C'erano stati dei dubbi sul fatto che Haftar si recasse in Italia per i colloqui. Era il suo primo incontro con Seraj da maggio.

L'Italia spera che il vertice di due giorni possa far risorgere gli sforzi delle Nazioni Unite per mettere in scena delle elezioni sicure in Libia, dopo che l'inviato Onu in Libia la settimana scorsa ha dichiarato che sarebbe difficile tenerle come previsto il 10 dicembre.

Quella cancellazione è arrivata dopo una nuova ondata di combattimenti nel paese nordafricano. I gruppi rivali avevano concordato il piano per tenere le elezioni di dicembre a seguito di un incontro a Parigi in maggio.

L'autoproclamata Esercito Nazionale Libico (LNA) di Haftar ha dichiarato oggi che non parteciperà alla conferenza ma incontrerà i leader regionali a margine.

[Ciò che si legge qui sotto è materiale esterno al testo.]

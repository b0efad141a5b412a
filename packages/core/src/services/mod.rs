//! Business Services
//!
//! This module contains the core business logic:
//!
//! - `NodeService` - save pipeline, lookups and tree mutations
//! - `TreeManager` - sibling enumeration, position assignment and renumbering
//! - `PublishScheduler` - derived publish state and publish/hide requests
//! - `SlotComposer` - slot layout, validation and pruning
//! - `permissions` - group-based permission checks
//!
//! Services coordinate between the storage collaborator and the template
//! registry; none of them hold node state of their own.

pub mod clock;
pub mod error;
pub mod node_service;
pub mod permissions;
pub mod publish_scheduler;
pub mod slot_composer;
pub mod tree_manager;

#[cfg(test)]
pub(crate) mod test_support;

pub use clock::{Clock, FixedClock, SystemClock};
pub use error::NodeServiceError;
pub use node_service::{CreateNodeParams, NodeService};
pub use permissions::User;
pub use publish_scheduler::{PublishScheduler, PublishStatus, DEFAULT_PUBLISH_HORIZON_YEARS};
pub use slot_composer::SlotComposer;
pub use tree_manager::TreeManager;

L'LNA ha detto di essersi recato a Palermo per "tenere una serie di incontri con i presidenti dei paesi regionali per discutere gli ultimi sviluppi nazionali e internazionali".

Alla conferenza di Palermo avrebbero partecipato funzionari occidentali, ONU e russi e il presidente egiziano Abdel Fattah el-Sisi.

La Libia è precipitata nel caos nel 2011, quando il dittatore di lunga data Muammar Gheddafi è stato estromesso in una rivolta e con un intervento militare della NATO. Il paese nordafricano è attualmente diviso tra due governi rivali - a est e a ovest, e ciascuno appoggiato da una schiera di gruppi di milizie rivali.

La GNA con sede a Tripoli è riconosciuta dalle Nazioni Unite come il governo ufficiale. L'altro governo, noto come la Camera dei Rappresentanti, ha sede nella città orientale di Tobruk e ha il sostegno delle forze fedeli ad Haftar.

L'inviato della Libia delle Nazioni Unite Ghassan Salame ha espresso la speranza che un altro tentativo di tenere elezioni si svolgerà entro giugno, ma i libici dovrebbero prima tenere una conferenza nazionale all'inizio del 2019 per decidere sul formato del sondaggio.

"Vogliamo chiedere alla conferenza nazionale quale tipo di elezione desideri: parlamentare o presidenziale, e che tipo di legge (elettorale)", ha detto Salame a Reuters.